One option being weighed by the U.: on-site machines to sterilize waste and render it nonhazardous for disposal in lined landfills.
"[Stericycle] is not the only game in town. There are lots of different systems," said Michele Johnson, director of Environmental Health and Safety at the U.
Each strategy, though, comes with benefits and risks, including cost, she said. "Cost always comes into play. As a state institution, we have to be sensible and wise with taxpayer dollars."
But environmental groups contend incineration isn’t the cheapest alternative. It’s outdated, they say, and should be abandoned by hospitals heeding the pledge to do no harm.
"There are no laws in the U.S. that require incineration of medical waste. In fact, a few countries have banned it," said Brian Moench, president of Utah Physicians for a Healthy Environment. "It’s ironic that through the front door hospitals promote health and lifesaving procedures but through the back door they’re actually spreading disease and poor health through the toxicity of the waste they deliver."
Utah hospitals treat and bury most of their waste, but all of them set fire to some of it. And all but one major health chain — MountainStar — contracts with Stericycle.
MountainStar, owner of St. Mark’s Hospital, has "not done business with Stericycle," said company spokeswoman Audrey Glasby.
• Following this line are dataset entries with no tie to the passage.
use std::path::{Path, PathBuf};

use figment::{
    Figment,
    providers::{Env, Format as _, Serialized, Toml},
    value::{Dict, Value},
};
use serde::Serialize;

use crate::cli::BuildArgs;
use crate::config::{CONFIG_FILE, KilnConfig};
use crate::error::{ConfigError, Result};

/// Flags given on the command line; unset ones leave lower layers alone.
#[derive(Debug, Default, Serialize)]
struct CliOverrides {
    #[serde(skip_serializing_if = "Vec::is_empty")]
    assets: Vec<PathBuf>,
    #[serde(skip_serializing_if = "Option::is_none")]
    out_dir: Option<PathBuf>,
    #[serde(skip_serializing_if = "Option::is_none")]
    working_dir: Option<PathBuf>,
    js: JsOverrides,
}

#[derive(Debug, Default, Serialize)]
struct JsOverrides {
    #[serde(skip_serializing_if = "Option::is_none")]
    target_path: Option<String>,
    #[serde(skip_serializing_if = "Option::is_none")]
    target: Option<String>,
    #[serde(skip_serializing_if = "Option::is_none")]
    format: Option<&'static str>,
    #[serde(skip_serializing_if = "Option::is_none")]
    minify: Option<bool>,
    #[serde(skip_serializing_if = "Option::is_none")]
    source_map: Option<&'static str>,
    #[serde(skip_serializing_if = "Vec::is_empty")]
    inject: Vec<String>,
    #[serde(skip_serializing_if = "Vec::is_empty")]
    entry_points: Vec<String>,
    #[serde(skip_serializing_if = "Vec::is_empty")]
    externals: Vec<String>,
}

impl From<&BuildArgs> for CliOverrides {
    fn from(args: &BuildArgs) -> Self {
        Self {
            assets: args.assets.clone(),
            out_dir: args.out_dir.clone(),
            working_dir: args.working_dir.clone(),
            js: JsOverrides {
                target_path: args.target_path.clone(),
                target: args.target.clone(),
                format: args.format.map(|f| f.as_str()),
                minify: args.minify.then_some(true),
                source_map: args.source_map.map(|m| m.as_str()),
                inject: args.inject.clone(),
                entry_points: args.entry_points.clone(),
                externals: args.external.clone(),
            },
        }
    }
}

impl KilnConfig {
    /// Loads configuration for `args`, looking for `kiln.toml` in the current
    /// directory unless `--config` names a file.
    pub fn load(args: &BuildArgs) -> Result<Self> {
        Self::load_from(args, Path::new("."))
    }

    /// Like [`KilnConfig::load`], with `base` standing in for the current
    /// directory when looking up the default config file.
    pub fn load_from(args: &BuildArgs, base: &Path) -> Result<Self> {
        let mut figment = Figment::new().merge(Serialized::defaults(KilnConfig::default()));

        let config_file = match &args.config {
            Some(path) if path.exists() => Some(path.clone()),
            Some(path) => return Err(ConfigError::NotFound(path.clone()).into()),
            None => {
                let default_path = base.join(CONFIG_FILE);
                default_path.exists().then_some(default_path)
            }
        };

        if let Some(path) = config_file {
            tracing::debug!(config = %path.display(), "loading config file");
            figment = figment.merge(Serialized::defaults(file_layer(&path)?));
        }

        figment = figment
            .merge(Env::prefixed("KILN_").split("__"))
            .merge(Serialized::defaults(CliOverrides::from(args)));

        let config: KilnConfig = figment.extract().map_err(ConfigError::from)?;
        config.validate()?;
        Ok(config)
    }

    pub fn validate(&self) -> Result<()> {
        if self.assets.is_empty() {
            return Err(ConfigError::NoAssetRoots.into());
        }
        Ok(())
    }
}

/// Reads a config file with its keys in snake_case, so camelCase spellings
/// (`targetPath`, `avoidTDZ`) land on the same keys the other layers use.
fn file_layer(path: &Path) -> Result<Dict> {
    let dict: Dict = Figment::from(Toml::file(path))
        .extract()
        .map_err(ConfigError::from)?;

    Ok(dict
        .into_iter()
        .map(|(key, value)| {
            let value = match value {
                Value::Dict(tag, table) if key == "js" => Value::Dict(
                    tag,
                    table
                        .into_iter()
                        .map(|(k, v)| (snake_case(&k), v))
                        .collect(),
                ),
                other => other,
            };
            (snake_case(&key), value)
        })
        .collect())
}

fn snake_case(key: &str) -> String {
    let mut out = String::with_capacity(key.len() + 4);
    let mut prev_lower = false;
    for c in key.chars() {
        if c.is_ascii_uppercase() {
            if prev_lower {
                out.push('_');
            }
            out.push(c.to_ascii_lowercase());
            prev_lower = false;
        } else {
            out.push(c);
            prev_lower = c.is_ascii_lowercase() || c.is_ascii_digit();
        }
    }
    out
}
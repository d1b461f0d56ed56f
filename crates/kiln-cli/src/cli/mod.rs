//! Command-line interface definition for kiln.
//!
//! - `kiln build` bundles one or more resources from the asset tree

mod enums;

use std::path::PathBuf;

use clap::{Args, Parser, Subcommand};

pub use enums::{Format, SourceMapMode};

/// kiln - the JavaScript step of a static-site asset pipeline
#[derive(Parser, Debug)]
#[command(
    name = "kiln",
    version,
    about = "Bundles a site's JavaScript and TypeScript resources",
    long_about = "kiln resolves resources from a layered asset tree, bundles them with Rolldown\n\
                  and publishes the results, with source maps, under the site output directory."
)]
pub struct Cli {
    /// Enable verbose logging (debug level)
    #[arg(short, long, global = true)]
    pub verbose: bool,

    /// Suppress all output except errors
    #[arg(short, long, global = true, conflicts_with = "verbose")]
    pub quiet: bool,

    /// Disable colored output
    #[arg(long, global = true)]
    pub no_color: bool,

    #[command(subcommand)]
    pub command: Command,
}

#[derive(Subcommand, Debug)]
pub enum Command {
    /// Bundle resources from the asset tree
    ///
    /// A single resource yields one artifact at the resource's path (or
    /// --target-path). Several resources are built together and yield one
    /// artifact per entry.
    Build(BuildArgs),
}

#[derive(Args, Debug, Clone, Default)]
pub struct BuildArgs {
    /// Resources to bundle, relative to the asset root
    ///
    /// Examples:
    ///   kiln build js/main.js
    ///   kiln build js/main.ts js/admin/app.tsx
    #[arg(required = true, value_name = "RESOURCE")]
    pub resources: Vec<String>,

    /// Config file (defaults to kiln.toml in the current directory)
    #[arg(short, long, value_name = "PATH")]
    pub config: Option<PathBuf>,

    /// Asset roots, first match wins
    #[arg(short, long = "assets", value_name = "DIR")]
    pub assets: Vec<PathBuf>,

    /// Site output directory
    #[arg(short = 'd', long, value_name = "DIR")]
    pub out_dir: Option<PathBuf>,

    /// Directory used to resolve node_modules and tsconfig.json
    #[arg(long, value_name = "DIR")]
    pub working_dir: Option<PathBuf>,

    /// ECMAScript target (es2015..es2024, esnext)
    #[arg(long, value_name = "TOKEN")]
    pub target: Option<String>,

    /// Output format
    #[arg(short, long, value_enum)]
    pub format: Option<Format>,

    /// Minify whitespace, identifiers and syntax
    #[arg(short, long)]
    pub minify: bool,

    /// Source map mode
    #[arg(long, value_enum, value_name = "MODE")]
    pub source_map: Option<SourceMapMode>,

    /// Publish the primary output here instead of at the resource path
    #[arg(long, value_name = "PATH")]
    pub target_path: Option<String>,

    /// Explicit entry points, relative to the asset root
    #[arg(long = "entry-point", value_name = "PATH")]
    pub entry_points: Vec<String>,

    /// Files injected into every entry, relative to the asset root
    #[arg(long, value_name = "PATH")]
    pub inject: Vec<String>,

    /// Packages left as imports in the output
    #[arg(short = 'e', long, value_name = "NAME")]
    pub external: Vec<String>,
}
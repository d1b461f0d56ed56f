//! # kiln-js
//!
//! The JavaScript build step of the kiln asset pipeline.
//!
//! This crate sits between the site's asset tree and an external bundler. It
//! resolves entry points, translates options, invokes a [`Bundler`], classifies
//! the bundler's raw output back into site artifacts, rewrites source-map
//! references, translates bundler diagnostics into source-located errors, and
//! caches whole builds so a given request is bundled at most once.
//!
//! The bundler, the asset tree and the publish target are collaborators behind
//! traits ([`Bundler`], [`AssetFs`], [`Publisher`]); `kiln-rolldown` provides
//! a Rolldown-backed bundler.
//!
//! ## Quick Start
//!
//! ```no_run
//! use std::sync::Arc;
//! use kiln_js::{BuildInput, Client, ClientConfig, MemoryAssetFs, MemoryPublisher, OptionsMap, Resource};
//!
//! # async fn run(bundler: Arc<dyn kiln_js::Bundler>) -> kiln_js::Result<()> {
//! let assets = Arc::new(MemoryAssetFs::new("/site/assets").with_file("js/main.js", "console.log(1)"));
//! let client = Client::new(assets.clone(), bundler, Arc::new(MemoryPublisher::new()), ClientConfig::default());
//!
//! let main = Resource::from_asset(assets.as_ref(), "js/main.js")?;
//! let mut options = OptionsMap::new();
//! options.insert("minify".into(), true.into());
//!
//! let built = client.process(BuildInput::single(main), options).await?;
//! for artifact in built.artifacts() {
//!     println!("{} ({})", artifact.target_path(), artifact.media_type());
//! }
//! # Ok(()) }
//! ```

use std::fmt;
use std::sync::Arc;

use miette::Diagnostic as _;

pub mod assets;
pub mod build;
pub mod bundler;
pub mod cache;
pub mod classify;
pub mod client;
pub mod diagnostics;
pub mod lca;
pub mod options;
pub mod publish;
pub mod resolve;
pub mod resource;
pub mod sourcemap;

#[cfg(any(test, feature = "test-utils"))]
pub mod testing;

pub use assets::{AssetFs, FileMeta, MemoryAssetFs, OsAssetFs};
pub use build::{Builder, BuildRequest, Bundle};
pub use bundler::{
    BundleResult, Bundler, BundlerOptions, Loader, Location, Message, NS_IMPORT, OutputFile,
    STDIN_MARKER, Stdin,
};
pub use cache::{CacheKey, ResultCache};
pub use classify::{AdditionalFile, EntryOutput, ResolvedEntry};
pub use client::{BuildInput, Client, ClientConfig, Processed};
pub use diagnostics::SourceError;
pub use lca::lowest_common_ancestor_directory;
pub use options::{Format, JsxMode, Options, OptionsMap, SourceMapMode, Target};
pub use publish::{FsPublisher, MemoryPublisher, Publisher};
pub use resolve::resolve_component;
pub use resource::{MediaType, Resource};

/// Which caller-supplied path list an entry came from.
#[derive(Debug, Clone, Copy, PartialEq, Eq)]
pub enum EntryContext {
    Inject,
    EntryPoints,
}

impl fmt::Display for EntryContext {
    fn fmt(&self, f: &mut fmt::Formatter<'_>) -> fmt::Result {
        match self {
            EntryContext::Inject => write!(f, "inject"),
            EntryContext::EntryPoints => write!(f, "entryPoints"),
        }
    }
}

/// Error types for kiln-js operations.
#[derive(Debug, thiserror::Error)]
pub enum Error {
    /// An option value could not be decoded.
    #[error("invalid option {option:?}: {reason}")]
    InvalidOption { option: String, reason: String },

    /// An inject or entry point was given as an absolute path.
    #[error("{context}: absolute paths not supported, must be relative to the asset root")]
    AbsolutePath { context: EntryContext, path: String },

    /// An inject or entry point does not exist in the asset tree.
    #[error("{context}: file {path:?} not found")]
    UnresolvedEntry { context: EntryContext, path: String },

    /// An input resource could not be read from the asset tree.
    #[error("resource {0:?} not found in the asset tree")]
    ResourceNotFound(String),

    /// A build was requested without any input resources.
    #[error("no resources to build")]
    NoResources,

    /// The bundler reported diagnostics. Only the first is the error proper.
    #[error("{primary}")]
    Bundler {
        primary: Box<SourceError>,
        secondary: Vec<SourceError>,
    },

    /// The bundler did not write the output expected for an entry.
    #[error("bundler produced no output for entry {entry:?}")]
    MissingOutput { entry: String },

    /// An entry output carried an extension other than `.js` or `.css`.
    #[error("unexpected entry output type: {0}")]
    UnexpectedOutput(String),

    /// Publishing a side file failed.
    #[error("failed to publish {path}: {source}")]
    Publish {
        path: String,
        #[source]
        source: std::io::Error,
    },

    /// I/O error.
    #[error("I/O error: {0}")]
    Io(#[from] std::io::Error),

    /// A failure shared by every caller waiting on the same cached build.
    #[error(transparent)]
    Shared(Arc<Error>),
}

/// Result type alias for kiln-js operations.
pub type Result<T> = std::result::Result<T, Error>;

impl Error {
    pub(crate) fn invalid_option(option: &str, reason: impl Into<String>) -> Self {
        Error::InvalidOption {
            option: option.to_string(),
            reason: reason.into(),
        }
    }

    /// The underlying error, looking through [`Error::Shared`].
    pub fn root(&self) -> &Error {
        match self {
            Error::Shared(inner) => inner.root(),
            other => other,
        }
    }

    /// Diagnostics reported after the first one, if this is a bundler failure.
    pub fn secondary(&self) -> &[SourceError] {
        match self.root() {
            Error::Bundler { secondary, .. } => secondary,
            _ => &[],
        }
    }
}

impl miette::Diagnostic for Error {
    fn code(&self) -> Option<Box<dyn fmt::Display + '_>> {
        Some(Box::new(match self {
            Error::InvalidOption { .. } => "INVALID_OPTION",
            Error::AbsolutePath { .. } => "ABSOLUTE_PATH",
            Error::UnresolvedEntry { .. } => "UNRESOLVED_ENTRY",
            Error::ResourceNotFound(_) => "RESOURCE_NOT_FOUND",
            Error::NoResources => "NO_RESOURCES",
            Error::Bundler { .. } => "BUNDLER_ERROR",
            Error::MissingOutput { .. } => "MISSING_OUTPUT",
            Error::UnexpectedOutput(_) => "UNEXPECTED_OUTPUT",
            Error::Publish { .. } => "PUBLISH_ERROR",
            Error::Io(_) => "IO_ERROR",
            Error::Shared(inner) => return inner.code(),
        }))
    }

    fn severity(&self) -> Option<miette::Severity> {
        Some(miette::Severity::Error)
    }

    fn help(&self) -> Option<Box<dyn fmt::Display + '_>> {
        match self {
            Error::InvalidOption { .. } => Some(Box::new(
                "Check the js options: target, format, sourceMap and jsx only accept known tokens.",
            )),
            Error::AbsolutePath { path, .. } => Some(Box::new(format!(
                "Use a path relative to the asset root instead of '{path}'."
            ))),
            Error::UnresolvedEntry { path, .. } => Some(Box::new(format!(
                "'{path}' was looked up with the extensions .js, .ts, .tsx and .jsx and as a directory index."
            ))),
            Error::Bundler { secondary, .. } if !secondary.is_empty() => Some(Box::new(format!(
                "{} more bundler error(s) reported.",
                secondary.len()
            ))),
            Error::Shared(inner) => inner.help(),
            _ => None,
        }
    }

    fn source_code(&self) -> Option<&dyn miette::SourceCode> {
        match self {
            Error::Bundler { primary, .. } => primary.source_code(),
            Error::Shared(inner) => inner.source_code(),
            _ => None,
        }
    }

    fn labels(&self) -> Option<Box<dyn Iterator<Item = miette::LabeledSpan> + '_>> {
        match self {
            Error::Bundler { primary, .. } => primary.labels(),
            Error::Shared(inner) => inner.labels(),
            _ => None,
        }
    }

    fn related(&self) -> Option<Box<dyn Iterator<Item = &dyn miette::Diagnostic> + '_>> {
        match self {
            Error::Bundler { secondary, .. } if !secondary.is_empty() => Some(Box::new(
                secondary.iter().map(|e| e as &dyn miette::Diagnostic),
            )),
            Error::Shared(inner) => inner.related(),
            _ => None,
        }
    }
}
Its waste is treated and sent to a Utah landfill run by Waste Management, with a small portion burned at a facility in Maryland.
Roughly 15 percent of the disposal needs of IASIS Healthcare’s four Utah hospitals are met by the Stericycle plant, and the rest of the waste is sent to other facilities, said Laura Walsh, director of marketing for the Western region.
Intermountain Healthcare, Utah’s largest hospital chain, is always exploring new technologies but has no plans to end its relationship with Stericycle, said its spokesman Daron Cowley, noting Intermountain accounts for 1.6 percent of what Stericycle burns.
Moench said residents of the Foxboro neighborhood surrounding Stericycle first approached Intermountain four years ago with their emissions concerns.
State regulators allege smoke coming from Stericycle’s stack has exceeded limits for dioxin, furan and nitrous oxides.
The facility also failed to properly report these events and rigged a stack test, regulators say.